Masters, who has degrees in art from both Bryn Mawr College in Pennsylvania and the New York Studio School in Manhattan, is referring to Frederick Law Olmsted, the architect and parks commissioner who in the late 1800s designed, among other things, Prospect Park and Central Park. “I knew when I saw the architectural recesses in the [viaduct],” she continues, “that they were meant to be filled.”
A native of Harrisburg, Pennsylvania, Masters first learned how to cast concrete from her father, a civil engineer. (She would later learn more nuances about the process from Italian artisans living in Brooklyn.) It was her mother who taught her to appreciate the environment. Masters has long been an environmental activist. She was founder and co-director of the Fort Green/Waterfront Coalition for Clean Air, as well as a member of the Health and Social Services Committee Board 2. Currently she is director of the Watchperson Project, a Greenpoint/Williamsburg environmental initiative.
Believing strongly that “for public art to be successful, it has to relate to the environment in which it exists,” Masters began hanging out in Coney Island, getting to know some of the people who live there.
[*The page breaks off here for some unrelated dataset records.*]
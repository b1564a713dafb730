//! # Atelier Store
//!
//! Remote document-store contract for Atelier.
//!
//! This crate defines the lowest-level boundary of the sync stack: a named
//! JSON document per key, with three operations (point read, wholesale
//! write, subscribe-for-changes). The store is an **opaque collaborator** -
//! it does not interpret document content, and the sync layer does not
//! depend on any particular backing service's wire format.
//!
//! ## Design Principles
//!
//! - One JSON-like value per named key; writes replace the whole document
//! - Subscriptions deliver the current state immediately, then every change
//!   in store-observed write order
//! - A missing document is a normal delivery ([`SnapshotEvent::Missing`]),
//!   not an error
//! - Implementations must be `Send + Sync` for shared access
//!
//! ## Available Stores
//!
//! - [`MemoryStore`] - in-process store for tests, demos, and offline mode
//!
//! ## Example
//!
//! ```rust
//! use atelier_store::{DocumentStore, MemoryStore, SnapshotEvent};
//! use serde_json::json;
//!
//! let store = MemoryStore::new();
//! store.write("boutiques", json!([{"nom": "Centre"}])).unwrap();
//!
//! match store.read_once("boutiques").unwrap() {
//!     SnapshotEvent::Present(snapshot) => assert!(snapshot.content.is_array()),
//!     SnapshotEvent::Missing => unreachable!(),
//! }
//! ```

#![deny(unsafe_code)]
#![warn(missing_docs)]

mod document;
mod error;
mod memory;
mod store;

pub use document::{Content, Snapshot, SnapshotEvent};
pub use error::{StoreError, StoreResult};
pub use memory::{MemoryStore, WriteRecord};
pub use store::{DocumentStore, SnapshotObserver, Subscription};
For three weeks, she interviewed, sketched ad photographed Latino gang members, park-bench derelicts, Russian émigrés, Polar Bear Club swimmers, you name it.
Images of many of these folk ended up in the reliefs, along with more traditional seaside icons such as mermaids and Neptune. “When my mother first saw some of the sketches,” says Masters, “She said, ‘Why did you include all of those fat ladies?” I think she was offended that people she would consider overweight were comfortable sunbathing in bikinis. But I drew and sculpted what I found. That’s what Coney Island is all about: how weird everyone is, and also how everyone is there just to have a good time.”
Masters is not sitting around while the MTA scrambles to find the funds to repair the Ocean Parkway Viaduct. She has already begun work on her next massive piece, “Twentieth Century Icons,” which focuses on religious iconography. It doesn’t have a home yet either.